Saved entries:
────

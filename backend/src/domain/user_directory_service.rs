//! User directory service implementing the `UserDirectory` driving port.
//!
//! The service owns no state beyond its injected ports: every call reads
//! from and writes to the store. Store failures are logged here, at the
//! point of detection, and returned with their kind intact; nothing is
//! retried.
//!
//! Known consistency limits:
//! - a delete racing a modify on the same id resolves last-write-wins;
//! - a page and its total are read by separate statements, so concurrent
//!   writes between them can skew the total slightly.

use std::sync::Arc;

use async_trait::async_trait;
use mockable::Clock;
use pagination::{Page, PaginationLimits};
use serde_json::json;
use tracing::{debug, error, info};

use crate::domain::ports::{
    CreateUserRequest, CreateUserResponse, DeleteUsersRequest, DeleteUsersResponse,
    GroupMembershipError, GroupMembershipRepository, ListUsersRequest, ModifyUserRequest,
    ModifyUserResponse, UserDeleter, UserDeletionError, UserDirectory, UserPersistenceError,
    UserRepository,
};
use crate::domain::{
    Error, Group, NewUser, User, UserChanges, UserId, UserQueryBuilder, UserWithGroups,
    simplify_string, simplify_string_list,
};

/// Directory service backed by user, membership and deletion ports.
#[derive(Clone)]
pub struct UserDirectoryService<U, G, D> {
    users: Arc<U>,
    memberships: Arc<G>,
    deleter: Arc<D>,
    clock: Arc<dyn Clock>,
    limits: PaginationLimits,
}

impl<U, G, D> UserDirectoryService<U, G, D> {
    /// Create a service with default pagination limits.
    ///
    /// ```rust,no_run
    /// # use std::sync::Arc;
    /// # use directory_backend::domain::UserDirectoryService;
    /// # use directory_backend::outbound::persistence::{
    /// #     DbPool, DieselGroupMembershipRepository, DieselUserDeleter, DieselUserRepository,
    /// #     PoolConfig,
    /// # };
    /// # use mockable::DefaultClock;
    /// # async fn example() -> Result<(), Box<dyn std::error::Error>> {
    /// let pool = DbPool::new(PoolConfig::new("postgres://localhost/directory")).await?;
    /// let service = UserDirectoryService::new(
    ///     Arc::new(DieselUserRepository::new(pool.clone())),
    ///     Arc::new(DieselGroupMembershipRepository::new(pool.clone())),
    ///     Arc::new(DieselUserDeleter::new(pool)),
    ///     Arc::new(DefaultClock),
    /// );
    /// # let _ = service;
    /// # Ok(())
    /// # }
    /// ```
    pub fn new(
        users: Arc<U>,
        memberships: Arc<G>,
        deleter: Arc<D>,
        clock: Arc<dyn Clock>,
    ) -> Self {
        Self {
            users,
            memberships,
            deleter,
            clock,
            limits: PaginationLimits::default(),
        }
    }

    /// Replace the pagination limits applied to list requests.
    pub fn with_limits(mut self, limits: PaginationLimits) -> Self {
        self.limits = limits;
        self
    }
}

fn map_user_error(error: UserPersistenceError) -> Error {
    match error {
        UserPersistenceError::Connection { message } => {
            Error::storage(format!("user repository unavailable: {message}"))
        }
        UserPersistenceError::Query { message } => {
            Error::storage(format!("user repository error: {message}"))
        }
        UserPersistenceError::NotFound { user_id } => user_not_found(&user_id),
    }
}

fn user_not_found(user_id: &str) -> Error {
    Error::not_found(format!("user {user_id} not found"))
        .with_details(json!({ "userId": user_id }))
}

fn map_membership_error(error: GroupMembershipError) -> Error {
    match error {
        GroupMembershipError::Connection { message } => {
            Error::storage(format!("group membership unavailable: {message}"))
        }
        GroupMembershipError::Query { message } => {
            Error::storage(format!("group membership error: {message}"))
        }
    }
}

fn map_deletion_error(error: UserDeletionError) -> Error {
    Error::storage(format!("delete users failed: {error}"))
}

fn non_empty(value: Option<String>) -> Option<String> {
    value.filter(|value| !value.is_empty())
}

fn simplified_non_empty(value: Option<String>) -> Option<String> {
    value
        .map(|value| simplify_string(&value))
        .filter(|value| !value.is_empty())
}

impl<U, G, D> UserDirectoryService<U, G, D>
where
    U: UserRepository,
    G: GroupMembershipRepository,
    D: UserDeleter,
{
    async fn find_user(&self, user_id: &UserId) -> Result<User, Error> {
        let maybe_user = self.users.find_by_id(user_id).await.map_err(|err| {
            error!(%user_id, error = %err, "get user failed");
            map_user_error(err)
        })?;

        maybe_user.ok_or_else(|| {
            debug!(%user_id, "user not found");
            user_not_found(user_id.as_str())
        })
    }

    async fn groups_of(&self, user_id: &UserId) -> Result<Vec<Group>, Error> {
        self.memberships
            .groups_for_users(std::slice::from_ref(user_id))
            .await
            .map_err(|err| {
                error!(%user_id, error = %err, "get user groups failed");
                map_membership_error(err)
            })
    }

    fn build_changes(&self, request: ModifyUserRequest) -> UserChanges {
        UserChanges {
            username: non_empty(request.username),
            email: simplified_non_empty(request.email),
            phone_number: simplified_non_empty(request.phone_number),
            description: non_empty(request.description),
            extra: request.extra.filter(|extra| !extra.is_empty()),
            updated_at: self.clock.utc(),
        }
    }
}

#[async_trait]
impl<U, G, D> UserDirectory for UserDirectoryService<U, G, D>
where
    U: UserRepository,
    G: GroupMembershipRepository,
    D: UserDeleter,
{
    async fn create_user(&self, request: CreateUserRequest) -> Result<CreateUserResponse, Error> {
        let user = NewUser {
            user_id: UserId::generate(),
            username: request.username,
            email: simplify_string(&request.email),
            phone_number: simplify_string(&request.phone_number),
            description: request.description,
            password: request.password,
            extra: request.extra,
            created_at: self.clock.utc(),
        };

        self.users.insert(&user).await.map_err(|err| {
            error!(username = %user.username, error = %err, "insert user failed");
            map_user_error(err)
        })?;

        info!(user_id = %user.user_id, "user created");
        Ok(CreateUserResponse {
            user_id: user.user_id,
        })
    }

    async fn delete_users(
        &self,
        request: DeleteUsersRequest,
    ) -> Result<DeleteUsersResponse, Error> {
        let user_ids: Vec<UserId> = simplify_string_list(&request.user_ids)
            .into_iter()
            .filter_map(|id| UserId::new(id).ok())
            .collect();
        if user_ids.is_empty() {
            let err = Error::invalid_argument("empty user id")
                .with_details(json!({ "field": "userIds" }));
            error!(error = %err, "delete users rejected");
            return Err(err);
        }

        self.deleter
            .delete_users(&user_ids, self.clock.utc())
            .await
            .map_err(|err| {
                error!(user_ids = ?user_ids, error = %err, "delete users failed");
                map_deletion_error(err)
            })?;

        info!(count = user_ids.len(), "users deleted");
        Ok(DeleteUsersResponse { user_ids })
    }

    async fn modify_user(&self, request: ModifyUserRequest) -> Result<ModifyUserResponse, Error> {
        let user_id = request.user_id.clone();
        self.find_user(&user_id).await?;

        let changes = self.build_changes(request);
        self.users.update(&user_id, &changes).await.map_err(|err| {
            error!(%user_id, error = %err, "update user failed");
            map_user_error(err)
        })?;

        debug!(%user_id, "user modified");
        Ok(ModifyUserResponse { user_id })
    }

    async fn get_user(&self, user_id: &UserId) -> Result<User, Error> {
        self.find_user(user_id).await
    }

    async fn get_user_with_group(&self, user_id: &UserId) -> Result<UserWithGroups, Error> {
        let user = self.find_user(user_id).await?;
        let groups = self.groups_of(user_id).await?;
        Ok(UserWithGroups { user, groups })
    }

    async fn list_users(&self, request: ListUsersRequest) -> Result<Page<User>, Error> {
        let builder = UserQueryBuilder::new(&request, &self.limits);

        let query = if builder.group_ids().is_empty() {
            builder.build()
        } else {
            let members = self
                .memberships
                .user_ids_for_groups(builder.group_ids())
                .await
                .map_err(|err| {
                    error!(
                        group_ids = ?builder.group_ids(),
                        error = %err,
                        "get group users failed"
                    );
                    map_membership_error(err)
                })?;
            match builder.build_scoped(&members) {
                Some(query) => query,
                None => {
                    debug!("group scope left no users to list");
                    return Ok(Page::empty());
                }
            }
        };

        let users = self.users.list(&query).await.map_err(|err| {
            error!(query = ?query, error = %err, "list users failed");
            map_user_error(err)
        })?;
        let total = self.users.count(&query).await.map_err(|err| {
            error!(query = ?query, error = %err, "list users count failed");
            map_user_error(err)
        })?;

        Ok(Page::new(users, total))
    }

    async fn list_users_with_group(
        &self,
        request: ListUsersRequest,
    ) -> Result<Page<UserWithGroups>, Error> {
        let page = self.list_users(request).await?;

        // One resolution per user, in page order.
        let mut items = Vec::with_capacity(page.items.len());
        for user in page.items {
            let groups = self.groups_of(&user.user_id).await?;
            items.push(UserWithGroups { user, groups });
        }

        Ok(Page::new(items, page.total))
    }
}

#[cfg(test)]
#[path = "user_directory_service_tests.rs"]
mod tests;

────

**WHAT NEEDS TO BE DONE:** Look through the entries for the string "memberships". Every line that has it belongs in the answer.

**YOUR RESPONSE:**
    memberships: Arc<G>,
        memberships: Arc<G>,
            memberships,
        self.memberships
                .memberships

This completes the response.